## RECORDS SUPPLIED
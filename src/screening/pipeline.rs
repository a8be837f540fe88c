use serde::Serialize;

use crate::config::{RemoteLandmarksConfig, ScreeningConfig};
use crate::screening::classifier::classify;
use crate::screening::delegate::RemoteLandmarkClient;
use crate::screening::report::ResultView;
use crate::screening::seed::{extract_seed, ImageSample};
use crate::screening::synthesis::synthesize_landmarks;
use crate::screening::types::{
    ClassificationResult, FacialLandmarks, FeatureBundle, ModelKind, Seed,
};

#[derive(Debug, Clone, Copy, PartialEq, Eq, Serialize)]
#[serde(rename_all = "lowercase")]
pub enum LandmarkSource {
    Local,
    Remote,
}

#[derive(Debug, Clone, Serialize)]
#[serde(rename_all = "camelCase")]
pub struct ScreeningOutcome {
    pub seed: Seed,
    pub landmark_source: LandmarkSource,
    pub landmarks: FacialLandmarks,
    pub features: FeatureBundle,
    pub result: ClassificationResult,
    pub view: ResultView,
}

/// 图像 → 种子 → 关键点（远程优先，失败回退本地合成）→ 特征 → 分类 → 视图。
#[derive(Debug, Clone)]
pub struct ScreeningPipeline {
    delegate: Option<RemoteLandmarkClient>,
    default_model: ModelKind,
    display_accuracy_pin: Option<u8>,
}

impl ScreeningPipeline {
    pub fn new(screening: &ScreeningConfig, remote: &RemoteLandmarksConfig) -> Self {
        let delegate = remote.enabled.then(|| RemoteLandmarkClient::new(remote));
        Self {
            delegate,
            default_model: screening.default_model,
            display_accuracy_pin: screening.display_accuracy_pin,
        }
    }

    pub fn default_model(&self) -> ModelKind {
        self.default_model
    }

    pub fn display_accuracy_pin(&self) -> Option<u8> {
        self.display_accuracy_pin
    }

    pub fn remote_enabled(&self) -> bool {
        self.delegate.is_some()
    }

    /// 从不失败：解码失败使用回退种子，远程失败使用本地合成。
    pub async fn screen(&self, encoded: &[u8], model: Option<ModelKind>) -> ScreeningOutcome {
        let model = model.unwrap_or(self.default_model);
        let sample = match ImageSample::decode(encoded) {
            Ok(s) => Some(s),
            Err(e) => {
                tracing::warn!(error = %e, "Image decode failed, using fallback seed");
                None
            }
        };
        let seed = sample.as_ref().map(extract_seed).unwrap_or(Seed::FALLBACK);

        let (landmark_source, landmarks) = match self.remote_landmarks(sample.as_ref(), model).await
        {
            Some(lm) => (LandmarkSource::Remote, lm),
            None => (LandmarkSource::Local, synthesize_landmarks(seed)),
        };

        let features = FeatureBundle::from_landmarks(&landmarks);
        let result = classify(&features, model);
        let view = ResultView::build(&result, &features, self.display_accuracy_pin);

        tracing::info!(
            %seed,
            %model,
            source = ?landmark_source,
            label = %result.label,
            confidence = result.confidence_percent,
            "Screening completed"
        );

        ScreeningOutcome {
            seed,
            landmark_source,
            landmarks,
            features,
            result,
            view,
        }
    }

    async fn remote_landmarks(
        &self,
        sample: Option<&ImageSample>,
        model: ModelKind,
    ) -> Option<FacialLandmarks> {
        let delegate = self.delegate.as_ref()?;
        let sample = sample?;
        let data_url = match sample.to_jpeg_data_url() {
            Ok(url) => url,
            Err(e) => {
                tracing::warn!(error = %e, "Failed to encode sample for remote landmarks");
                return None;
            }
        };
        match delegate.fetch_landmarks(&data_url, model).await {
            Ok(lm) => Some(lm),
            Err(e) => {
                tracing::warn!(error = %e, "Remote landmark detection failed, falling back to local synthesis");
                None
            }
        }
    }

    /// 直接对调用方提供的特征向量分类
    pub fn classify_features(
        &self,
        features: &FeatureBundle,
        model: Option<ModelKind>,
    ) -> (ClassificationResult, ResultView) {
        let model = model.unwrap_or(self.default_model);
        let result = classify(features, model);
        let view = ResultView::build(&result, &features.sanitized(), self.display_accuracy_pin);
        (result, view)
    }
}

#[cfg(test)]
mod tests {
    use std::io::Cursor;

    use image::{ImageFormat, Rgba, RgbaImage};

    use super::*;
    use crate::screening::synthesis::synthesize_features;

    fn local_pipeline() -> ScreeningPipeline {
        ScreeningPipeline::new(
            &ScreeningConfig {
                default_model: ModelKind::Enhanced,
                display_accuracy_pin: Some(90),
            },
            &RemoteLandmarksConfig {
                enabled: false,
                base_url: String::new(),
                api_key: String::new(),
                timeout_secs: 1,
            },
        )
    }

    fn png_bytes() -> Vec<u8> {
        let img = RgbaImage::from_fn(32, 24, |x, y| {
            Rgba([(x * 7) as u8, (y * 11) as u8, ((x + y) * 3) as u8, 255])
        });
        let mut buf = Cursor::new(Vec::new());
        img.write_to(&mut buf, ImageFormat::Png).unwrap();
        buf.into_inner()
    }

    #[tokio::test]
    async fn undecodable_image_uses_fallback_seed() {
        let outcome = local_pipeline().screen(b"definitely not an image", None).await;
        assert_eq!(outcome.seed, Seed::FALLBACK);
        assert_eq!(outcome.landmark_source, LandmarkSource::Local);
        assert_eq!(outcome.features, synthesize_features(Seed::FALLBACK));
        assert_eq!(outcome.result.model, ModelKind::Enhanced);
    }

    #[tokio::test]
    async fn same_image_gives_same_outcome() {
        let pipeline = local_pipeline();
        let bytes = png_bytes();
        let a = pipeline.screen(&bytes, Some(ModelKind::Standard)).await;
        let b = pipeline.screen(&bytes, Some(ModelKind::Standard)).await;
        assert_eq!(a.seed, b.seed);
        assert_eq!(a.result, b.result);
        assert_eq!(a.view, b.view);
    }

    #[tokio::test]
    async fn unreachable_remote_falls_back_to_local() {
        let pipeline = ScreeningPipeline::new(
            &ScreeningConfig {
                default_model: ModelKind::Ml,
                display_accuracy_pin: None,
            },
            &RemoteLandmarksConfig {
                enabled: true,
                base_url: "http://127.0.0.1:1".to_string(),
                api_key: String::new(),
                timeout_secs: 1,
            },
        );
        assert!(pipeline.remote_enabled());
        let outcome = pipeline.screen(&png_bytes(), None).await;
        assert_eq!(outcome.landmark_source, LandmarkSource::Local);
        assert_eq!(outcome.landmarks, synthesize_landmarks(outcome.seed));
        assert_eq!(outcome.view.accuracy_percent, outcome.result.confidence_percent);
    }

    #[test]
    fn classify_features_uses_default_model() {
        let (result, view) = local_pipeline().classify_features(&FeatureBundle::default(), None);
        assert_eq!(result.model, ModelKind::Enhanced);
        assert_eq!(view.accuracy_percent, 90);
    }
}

* * *

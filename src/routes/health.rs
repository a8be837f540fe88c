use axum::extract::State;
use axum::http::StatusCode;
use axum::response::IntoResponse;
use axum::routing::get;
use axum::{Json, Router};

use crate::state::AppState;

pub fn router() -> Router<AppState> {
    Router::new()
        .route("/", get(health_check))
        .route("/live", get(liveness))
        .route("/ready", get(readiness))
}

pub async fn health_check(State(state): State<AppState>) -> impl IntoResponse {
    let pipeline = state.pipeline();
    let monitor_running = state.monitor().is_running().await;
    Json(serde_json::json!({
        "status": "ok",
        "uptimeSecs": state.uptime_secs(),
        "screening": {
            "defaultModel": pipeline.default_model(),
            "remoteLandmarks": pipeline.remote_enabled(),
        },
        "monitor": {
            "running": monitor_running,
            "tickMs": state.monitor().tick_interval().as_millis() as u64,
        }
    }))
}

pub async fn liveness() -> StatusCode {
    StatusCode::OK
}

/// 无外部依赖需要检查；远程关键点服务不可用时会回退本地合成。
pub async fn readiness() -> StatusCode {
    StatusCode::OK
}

## EXERCISE OBJECTIVE
Return every line of the listing above that contains "StatusCode".

## ANSWER TO THIS EXERCISE
use axum::http::StatusCode;
pub async fn liveness() -> StatusCode {
    StatusCode::OK
pub async fn readiness() -> StatusCode {
    StatusCode::OK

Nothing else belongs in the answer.